Commissioning, Qualification, and Validation Engineer

About Zoetis

As the world's leading animal health company, Zoetis is driven by a singular purpose: to nurture our world and humankind by advancing care for animals. After 70 years innovating ways to predict, prevent, detect, and treat animal illness, Zoetis continues to stand by those raising and caring for animals worldwide – from livestock farmers to veterinarians and pet owners. The company's leading portfolio and pipeline of medicines, vaccines, diagnostics and technologies make a difference in over 100 countries. A Fortune 500 company, Zoetis generated revenue of $7.8 billion in 2021 with approximately 12,100 employees. For more information, visit

Position summary

Reporting to the Engineering Manager the CQV Engineer is responsible for qualifying new, existing, and upgraded systems, equipment, and facilities in a GMP-regulated environment producing biological vaccines. This hybrid role involves leading validation and qualification efforts while also serving as a hands-on resource for executing qualification activities. The incumbent will participate, lead, and collaborate with various committees, including biosafety, site validation, site quality council, and EHS.

Duties Performed

Validation and Qualification Leadership (40%)

• Lead validation and qualification efforts for new, existing, and upgraded systems, equipment, and facilities.
• Develop and implement validation master plans, protocols, and reports in compliance with GMP standards.
• Coordinate and oversee validation activities, ensuring timely completion and adherence to regulatory requirements.
• Participate on capital project teams to provide commissioning, qualification and validation expertise through all project phases.

Hands-On Execution of Qualification Activities (30%)

• Execute qualification activities, including Installation Qualification (IQ), Operational Qualification (OQ), and Performance Qualification (PQ).
• Execute revalidation activities for existing equipment.
• Support third party contractor executing qualification and revalidation activities.
• Perform risk assessments and develop mitigation strategies for validation projects.
• Conduct testing and data analysis to ensure systems and equipment meet predefined acceptance criteria.

Committee Participation and Collaboration (20%)

• Participate in and lead various committees, including biosafety, site validation, site quality council, and EHS.
• Collaborate with cross-functional teams to ensure alignment and integration of validation activities with overall site operations.
• Provide technical expertise and support to project teams and stakeholders.

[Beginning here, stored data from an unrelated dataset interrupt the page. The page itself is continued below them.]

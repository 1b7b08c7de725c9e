//! The symbol classifier.
//!
//! A sequence of sweeps over the token stream that rewrites coarse kinds
//! into specific ones: casts vs. calls, prototypes vs. definitions, pointer
//! vs. multiply, typedef aliases, constructors, blocks, lambdas. Rules are
//! heuristic and order-sensitive; a wrong guess mislabels a token but never
//! aborts the file.

mod casts;
mod functions;
mod labels;
mod objc;
mod other;
mod templates;
mod types;

pub use labels::combine_labels;

use crate::context::FileContext;
use crate::lang::LangFlags;
use crate::stream::{Nav, TokenId, TokenStream};
use crate::token::{TokenFlags, TokenKind};

/// Coerce a token into its type-fragment reading.
pub(crate) fn make_type(ts: &mut TokenStream, pc: TokenId) {
    let tok = ts.tok(pc);
    if tok.kind == TokenKind::Word {
        ts.tok_mut(pc).kind = TokenKind::Type;
    } else if tok.is_star() {
        ts.tok_mut(pc).kind = TokenKind::PtrType;
    } else if tok.is_addr() {
        ts.tok_mut(pc).kind = TokenKind::Byref;
    }
}

/// Apply/clear flags from `start` through `end` inclusive.
pub(crate) fn flag_series(
    ts: &mut TokenStream,
    start: TokenId,
    end: TokenId,
    set: TokenFlags,
    clear: TokenFlags,
    nav: Nav,
) {
    let mut cur = Some(start);
    while let Some(id) = cur {
        let tok = ts.tok_mut(id);
        tok.flags.remove(clear);
        tok.flags |= set;
        if id == end {
            break;
        }
        cur = ts.next(id, nav);
    }
}

/// Flag everything between an open delimiter and its match, optionally
/// retyping the pair and setting parents. Returns the token after the
/// close.
pub(crate) fn flag_parens(
    ts: &mut TokenStream,
    po: TokenId,
    flags: TokenFlags,
    opentype: TokenKind,
    parenttype: TokenKind,
    parent_all: bool,
) -> Option<TokenId> {
    let Some(close) = ts.skip_to_match(po, Nav::Preproc) else {
        log::warn!(
            "no match for '{}' at {}:{}",
            ts.tok(po).text,
            ts.tok(po).line,
            ts.tok(po).col
        );
        return None;
    };

    if po != close {
        if !flags.is_empty() || (parent_all && parenttype != TokenKind::None) {
            let mut cur = ts.next(po, Nav::Preproc);
            while let Some(id) = cur {
                if id == close {
                    break;
                }
                ts.tok_mut(id).flags |= flags;
                if parent_all {
                    ts.tok_mut(id).parent = parenttype;
                }
                cur = ts.next(id, Nav::Preproc);
            }
        }

        if opentype != TokenKind::None {
            ts.tok_mut(po).kind = opentype;
            ts.tok_mut(close).kind = opentype.matching_close().unwrap_or(opentype);
        }

        if parenttype != TokenKind::None {
            ts.tok_mut(po).parent = parenttype;
            ts.tok_mut(close).parent = parenttype;
        }
    }
    ts.next_nnl(close, Nav::Preproc)
}

/// Set the parent on an open delimiter and its match. Returns the token
/// after the close.
pub(crate) fn set_paren_parent(
    ts: &mut TokenStream,
    start: TokenId,
    parent: TokenKind,
) -> Option<TokenId> {
    let close = ts.skip_to_match(start, Nav::Preproc)?;
    ts.tok_mut(start).parent = parent;
    ts.tok_mut(close).parent = parent;
    ts.next_nnl(close, Nav::Preproc)
}

/// Scan backwards to see if we might be on a type declaration.
pub(crate) fn chunk_ends_type(ts: &TokenStream, start: Option<TokenId>) -> bool {
    let mut cnt = 0;
    let mut last_lval = false;
    let mut cur = start;

    while let Some(id) = cur {
        let tok = ts.tok(id);
        match tok.kind {
            TokenKind::Word
            | TokenKind::Type
            | TokenKind::PtrType
            | TokenKind::Struct
            | TokenKind::DcMember
            | TokenKind::Qualifier => {
                cnt += 1;
                last_lval = tok.flags.contains(TokenFlags::LVALUE);
                cur = ts.prev_nnl(id, Nav::All);
                continue;
            }
            _ => {}
        }
        if tok.is_semicolon()
            || tok.kind == TokenKind::Typedef
            || tok.kind == TokenKind::BraceOpen
            || tok.kind == TokenKind::BraceClose
            || (tok.kind == TokenKind::SParenOpen && last_lval)
        {
            return cnt > 0;
        }
        return false;
    }
    // ran off the start of the file
    true
}

/// Skip to the last word of an `A::B::c` chain.
pub(crate) fn skip_dc_member(ts: &TokenStream, start: TokenId) -> Option<TokenId> {
    let mut pc = start;
    let mut next = if ts.tok(pc).kind == TokenKind::DcMember {
        Some(pc)
    } else {
        ts.next_nnl(pc, Nav::All)
    };
    while let Some(n) = next {
        if ts.tok(n).kind != TokenKind::DcMember {
            break;
        }
        pc = ts.next_nnl(n, Nav::All)?;
        next = ts.next_nnl(pc, Nav::All);
    }
    Some(pc)
}

/// Skip a balanced `<...>` forward; anything else is returned unchanged.
pub(crate) fn skip_template_next(ts: &TokenStream, id: Option<TokenId>) -> Option<TokenId> {
    let id = id?;
    if ts.tok(id).kind == TokenKind::AngleOpen {
        let close = ts.next_kind(
            id,
            TokenKind::AngleClose,
            Some(ts.tok(id).level),
            Nav::All,
        )?;
        return ts.next_nnl(close, Nav::All);
    }
    Some(id)
}

/// Skip a balanced `<...>` backward.
pub(crate) fn skip_template_prev(ts: &TokenStream, id: Option<TokenId>) -> Option<TokenId> {
    let id = id?;
    if ts.tok(id).kind == TokenKind::AngleClose {
        let open = ts.prev_kind(
            id,
            TokenKind::AngleOpen,
            Some(ts.tok(id).level),
            Nav::All,
        )?;
        return ts.prev_nnl(open, Nav::All);
    }
    Some(id)
}

/// Skip an `__attribute__((...))` forward.
pub(crate) fn skip_attribute_next(ts: &TokenStream, id: Option<TokenId>) -> Option<TokenId> {
    let id = id?;
    if ts.tok(id).kind == TokenKind::Attribute {
        let pc = ts.next(id, Nav::All)?;
        if ts.tok(pc).kind == TokenKind::FParenOpen {
            let close = ts.next_kind(
                id,
                TokenKind::FParenClose,
                Some(ts.tok(id).level),
                Nav::All,
            )?;
            return ts.next_nnl(close, Nav::All);
        }
        return Some(pc);
    }
    Some(id)
}

/// Skip backward over the parens of an `__attribute__((...))`.
pub(crate) fn skip_attribute_prev(ts: &TokenStream, id: Option<TokenId>) -> Option<TokenId> {
    let id = id?;
    if ts.tok(id).kind == TokenKind::FParenClose && ts.tok(id).parent == TokenKind::Attribute {
        let attr = ts.prev_kind(
            id,
            TokenKind::Attribute,
            Some(ts.tok(id).level),
            Nav::All,
        )?;
        return ts.prev_nnl(attr, Nav::All);
    }
    Some(id)
}

/// Objective-C block context test.
pub(crate) fn is_oc_block(ts: &TokenStream, pc: TokenId) -> bool {
    let tok = ts.tok(pc);
    if matches!(
        tok.parent,
        TokenKind::OcBlockType | TokenKind::OcBlockExpr
    ) || tok.kind == TokenKind::OcBlockCaret
    {
        return true;
    }
    ts.next(pc, Nav::All)
        .is_some_and(|n| ts.tok(n).kind == TokenKind::OcBlockCaret)
        || ts
            .prev(pc, Nav::All)
            .is_some_and(|p| ts.tok(p).kind == TokenKind::OcBlockCaret)
}

pub(crate) fn is_ucase_str(s: &str) -> bool {
    s.chars().all(|c| !c.is_ascii_lowercase())
}

/// An assignment marks everything to its left (within the statement) as an
/// lvalue; a bare `&` there is a byref type fragment.
fn mark_lvalue(ts: &mut TokenStream, pc: TokenId) {
    if ts.tok(pc).is_preproc() {
        return;
    }
    let level = ts.tok(pc).level;
    let mut cur = ts.prev_nnl(pc, Nav::All);
    while let Some(prev) = cur {
        let tok = ts.tok(prev);
        if tok.level < level
            || tok.kind == TokenKind::Assign
            || tok.kind == TokenKind::Comma
            || tok.kind == TokenKind::Bool
            || tok.is_semicolon()
            || tok.is_str("(")
            || tok.is_str("{")
            || tok.is_str("[")
            || tok.is_preproc()
        {
            break;
        }
        ts.tok_mut(prev).flags |= TokenFlags::LVALUE;
        if ts.tok(prev).level == level && ts.tok(prev).is_str("&") {
            make_type(ts, prev);
        }
        cur = ts.prev_nnl(prev, Nav::All);
    }
}

/// Mark expression starts inside `#define`, `#if` and `#else` bodies, which
/// the brace pass deliberately leaves alone.
fn mark_define_expressions(ts: &mut TokenStream) {
    let mut in_define = false;
    let mut first = true;
    let mut prev_opt: Option<TokenId> = None;

    let ids: Vec<TokenId> = ts.ids().collect();
    for pc in ids {
        let kind = ts.tok(pc).kind;
        if !in_define {
            if matches!(
                kind,
                TokenKind::PpDefine | TokenKind::PpIf | TokenKind::PpElse
            ) {
                in_define = true;
                first = true;
            }
        } else if !ts.tok(pc).is_preproc() || kind == TokenKind::Preproc {
            in_define = false;
        } else if kind != TokenKind::Macro {
            let starts = first
                || prev_opt.is_some_and(|prev| {
                    let ptok = ts.tok(prev);
                    matches!(
                        ptok.kind,
                        TokenKind::ParenOpen
                            | TokenKind::FParenOpen
                            | TokenKind::SParenOpen
                            | TokenKind::BraceOpen
                            | TokenKind::Arith
                            | TokenKind::Caret
                            | TokenKind::Assign
                            | TokenKind::Compare
                            | TokenKind::Return
                            | TokenKind::Goto
                            | TokenKind::Continue
                            | TokenKind::Comma
                            | TokenKind::Colon
                            | TokenKind::Question
                    ) || ptok.is_semicolon()
                });
            if starts {
                ts.tok_mut(pc).flags |= TokenFlags::EXPR_START;
                first = false;
            }
        }
        prev_opt = Some(pc);
    }
}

Compliance and Documentation (10%)

• Ensure all validation and qualification activities comply with GMP standards and regulatory requirements.
• Maintain accurate and up-to-date documentation, including validation protocols, reports, and standard operating procedures (SOPs).
• Support internal and external audits by providing necessary documentation and expertise.
• Provide training and support to production and maintenance staff on commissioning, qualification and validation

Education and experience

• Minimum education of a bachelor's degree in engineering, life sciences, or a related field.
• 5-7 years of relevant experience in validation and qualification within a GMP-regulated environment.
• Experience with biological vaccine production and aseptic/sterile manufacturing processes is highly desirable.
• Proficiency in validation and qualification methodologies, including IQ, OQ, and PQ.
• Strong understanding of GMP standards and regulatory requirements for pharmaceutical manufacturing.
• Excellent problem-solving and troubleshooting skills.

How to apply

Please ensure that you include a cover letter outlining why you have applied for this position. A paragraph or two is all we need to better understand why you are the best person for this role. Please submit your application via Seek by no later than 12 September If you have any questions, please contact Reality Check on who we have engaged to provide us a shortlist for these positions. Only applicants with the right to work in Australia will be considered. Please note that only shortlisted candidates will be contacted.

Any unsolicited resumes sent to Zoetis from a third party, such as an Agency recruiter, included unsolicited resumes sent to a Zoetis mailing address, fax machine or email address, directly to Zoetis employees, or to Zoetis resume database will be considered Zoetis property. Zoetis will NOT pay a fee for any placement resulting from the receipt of an unsolicited resume. Zoetis will consider any candidate from whom an Agency has submitted an unsolicited resume to have been referred by the Agency free of any charges or fees. This includes any Agency that is an approved/engaged vendor but does not have the appropriate approvals to be engaged on a search.